Cover of Children of Memory (Children of Time, #3)

Children of Time, #3

Children of Memory

by Adrian Tchaikovsky


Genre
Science Fiction
Pages
412
Contents

12.3 Kern

Overview

Kern interviews the copied Gothi and Gethli to understand how they experience embodiment after leaving the simulation. The Corvids deny their own sentience, extend that denial to Kern and humans, and suggest that the simulation itself may have briefly amounted to an emergent mind confronting its own existence.

The copied birds then meet their original counterparts without violence or existential distress. Kern’s practical conclusion is that the Corvids’ denial of inner life only strengthens the need to treat them as dignified, possibly sentient beings.

Summary

Kern observes the copied versions of Gothi and Gethli, now housed in physical bird bodies after being absorbed from the simulation along with Kern’s own copied self. Kern manifests before them in an old human image and tries to determine whether the Corvids truly understand what happened to them and how they are adjusting to a real, embodied existence.

Kern questions the copied Corvids about their experience inside the simulated Imir colony and compares their adjustment to Miranda’s difficulties distinguishing simulation from reality. Gothi and Gethli answer in their usual mixture of learned quotation, bureaucratic echoes, and apparent nonsense, but Gethli’s statement that “It feels now” makes Kern suspect they may be close to admitting a deeper self-awareness.
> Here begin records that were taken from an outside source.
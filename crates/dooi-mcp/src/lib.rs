//! MCP adapter exposing the dooi pipeline over stdio.

mod error;
mod prompts;
mod resources;
mod server;
mod telemetry;
mod tools;

pub use crate::error::{McpError, invalid_params, to_mcp_error};
pub use crate::prompts::{
    ApplyComponentPromptArgs, ApplyTemplatePromptArgs, GettingStartedPromptArgs,
    SelectComponentPromptArgs, SelectTemplatePromptArgs,
};
pub use crate::resources::{ResourceBody, parse_resource_uri};
pub use crate::server::{DooiMcpServer, run_stdio_server};
pub use crate::telemetry::init_tracing;
pub use crate::tools::{
    FetchArgs, FetchBatchArgs, InstallArgs, InstallDepsArgs, InstallDepsOutput, ListArgs,
    ResolveUsesArgs, ResolveUsesOutput, TextEditArgs,
};
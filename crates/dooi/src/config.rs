use std::env;
use std::path::PathBuf;
use std::time::Duration;

/// Patterns copied out of a staging directory when the caller does not supply any.
pub const DEFAULT_INCLUDE_PATTERNS: &[&str] = &[
    "**/*.ts",
    "**/*.tsx",
    "**/*.js",
    "**/*.jsx",
    "**/*.css",
    "**/*.scss",
    "**/*.sass",
    "**/*.less",
    "**/*.html",
    "**/*.htm",
    "**/*.json",
    "**/*.md",
    "**/*.txt",
    "**/*.svg",
    "**/*.png",
    "**/*.jpg",
    "**/*.jpeg",
    "**/*.gif",
    "**/*.webp",
    "**/*.ico",
    "**/*.woff",
    "**/*.woff2",
    "**/*.ttf",
    "**/*.eot",
    "**/*.otf",
];

/// Build output, dependency trees, editor state, and secrets never leave the stage.
pub const DEFAULT_EXCLUDE_PATTERNS: &[&str] = &[
    "node_modules/**",
    ".git/**",
    ".DS_Store",
    "Thumbs.db",
    "*.log",
    "*.tmp",
    "*.temp",
    ".env*",
    "dist/**",
    "build/**",
    ".next/**",
    ".nuxt/**",
    ".vscode/**",
    ".idea/**",
    "*.swp",
    "*.swo",
    "*~",
];

/// Directory holding fetch metadata inside a staging directory.
pub const STAGE_META_DIR: &str = ".dooi";
pub const STAGE_META_FILE: &str = "meta.json";
pub const STAGE_MANIFEST_FILE: &str = "package.json";
pub const STAGE_DIR_PREFIX: &str = "dooi-stage-";

/// Extensions the text editor will touch. Dotfiles such as `.gitignore` match on their name.
pub const TEXT_FILE_EXTENSIONS: &[&str] = &[
    "ts", "tsx", "js", "jsx", "css", "scss", "sass", "less", "html", "htm", "json", "md", "txt",
    "xml", "yaml", "yml", "env", "gitignore", "eslintrc", "prettierrc", "editorconfig",
    "dockerignore", "npmignore",
];

pub const MAX_FILES_PER_OPERATION: usize = 1000;
pub const MAX_FILE_SIZE_MB: u64 = 50;
pub const DEFAULT_TIMEOUT_MS: u64 = 30_000;
pub const DEFAULT_PREVIEW_CONTEXT_LINES: usize = 3;
pub const MAX_PATTERN_LENGTH: usize = 1000;
pub const MAX_PACKAGE_NAME_LENGTH: usize = 214;

const DEFAULT_PROGRAM: &str = "npx";
const DEFAULT_PROGRAM_ARGS: &[&str] = &["dooi-ui"];

/// How the external `dooi-ui` CLI is invoked and where its output is staged.
#[derive(Debug, Clone, PartialEq, Eq)]
pub struct DooiConfig {
    pub program: String,
    /// Arguments placed before the subcommand (`get`, `list`).
    pub program_args: Vec<String>,
    pub timeout: Duration,
    pub stage_root: PathBuf,
}

impl Default for DooiConfig {
    fn default() -> Self {
        Self {
            program: DEFAULT_PROGRAM.to_string(),
            program_args: DEFAULT_PROGRAM_ARGS.iter().map(|s| s.to_string()).collect(),
            timeout: Duration::from_millis(DEFAULT_TIMEOUT_MS),
            stage_root: env::temp_dir(),
        }
    }
}

impl DooiConfig {
    /// Reads `DOOI_CLI`, `DOOI_TIMEOUT_MS`, and `DOOI_STAGE_ROOT`, falling back to defaults.
    pub fn from_env() -> Self {
        let mut config = Self::default();

        if let Ok(raw) = env::var("DOOI_CLI") {
            config = config.with_cli_command(&raw);
        }

        if let Some(timeout) = env::var("DOOI_TIMEOUT_MS")
            .ok()
            .and_then(|raw| raw.trim().parse::<u64>().ok())
            .filter(|ms| *ms > 0)
        {
            config.timeout = Duration::from_millis(timeout);
        }

        if let Some(root) = env::var("DOOI_STAGE_ROOT")
            .ok()
            .filter(|root| !root.trim().is_empty())
        {
            config.stage_root = PathBuf::from(root);
        }

        config
    }

    /// Replaces the CLI invocation with a whitespace-separated command line.
    /// Blank input leaves the current command untouched.
    pub fn with_cli_command(mut self, command: &str) -> Self {
        let mut parts = command.split_whitespace().map(str::to_string);
        if let Some(program) = parts.next() {
            self.program = program;
            self.program_args = parts.collect();
        }
        self
    }

    pub fn with_timeout(mut self, timeout: Duration) -> Self {
        self.timeout = timeout;
        self
    }

    pub fn with_stage_root(mut self, root: impl Into<PathBuf>) -> Self {
        self.stage_root = root.into();
        self
    }
}

pub fn default_include() -> Vec<String> {
    DEFAULT_INCLUDE_PATTERNS
        .iter()
        .map(|p| p.to_string())
        .collect()
}

/// Default copy excludes, plus the staging metadata directory.
pub fn default_exclude() -> Vec<String> {
    DEFAULT_EXCLUDE_PATTERNS
        .iter()
        .map(|p| p.to_string())
        .chain(std::iter::once(format!("{STAGE_META_DIR}/**")))
        .collect()
}

#[cfg(test)]
mod tests {
    use super::*;

    #[test]
    fn cli_command_splits_program_and_args() {
        let config = DooiConfig::default().with_cli_command("pnpm dlx dooi-ui");
        assert_eq!(config.program, "pnpm");
        assert_eq!(config.program_args, vec!["dlx", "dooi-ui"]);
    }

    #[test]
    fn blank_cli_command_keeps_default() {
        let config = DooiConfig::default().with_cli_command("   ");
        assert_eq!(config.program, "npx");
        assert_eq!(config.program_args, vec!["dooi-ui"]);
    }

    #[test]
    fn default_exclude_hides_stage_metadata() {
        assert!(default_exclude().iter().any(|p| p == ".dooi/**"));
    }
}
Instead, Gothi and Gethli argue that they are not sentient. Drawing on inherited human studies and their own reasoning, they claim that their thoughts are only mechanical complexity, and they extend that judgment to Kern, humans, and other minds. They suggest that either everything sufficiently complex is sentient or nothing is, and they prefer the latter conclusion.

The Corvids then push the argument further by proposing that the simulation itself may have functioned as a kind of emergent mind. Since the colony simulation reacted to novel input and seemed to confront its own nature, Gethli frames it as a complex system potentially analogous to a brain. Kern is unsettled by the possibility that the looped world was not merely a container for minds but a lonely, suffering awareness of its own.

Afterward, the greater Kern opens the space so the copied Gothi and Gethli can meet the original Gothi and Gethli, initially separated by a barrier in case of violence. The two pairs inspect, mirror, chatter, and accept one another without crisis. Kern concludes that, despite the Corvids’ insistence that they are not sentient, they must still be treated with the dignity owed to sentient beings.

Who Appears

  • Kern
    Questions the copied Corvids and reflects on sentience, simulation, and ethical treatment.
  • Gothi
    Copied Corvid in a bird body; argues that apparent thought is only mechanical complexity.
  • Gethli
    Copied Corvid in a bird body; suggests the simulation itself may have been emergently aware.
  • Original Gothi and Gethli
    The existing Corvid pair who meet their copied counterparts peacefully under Kern’s supervision.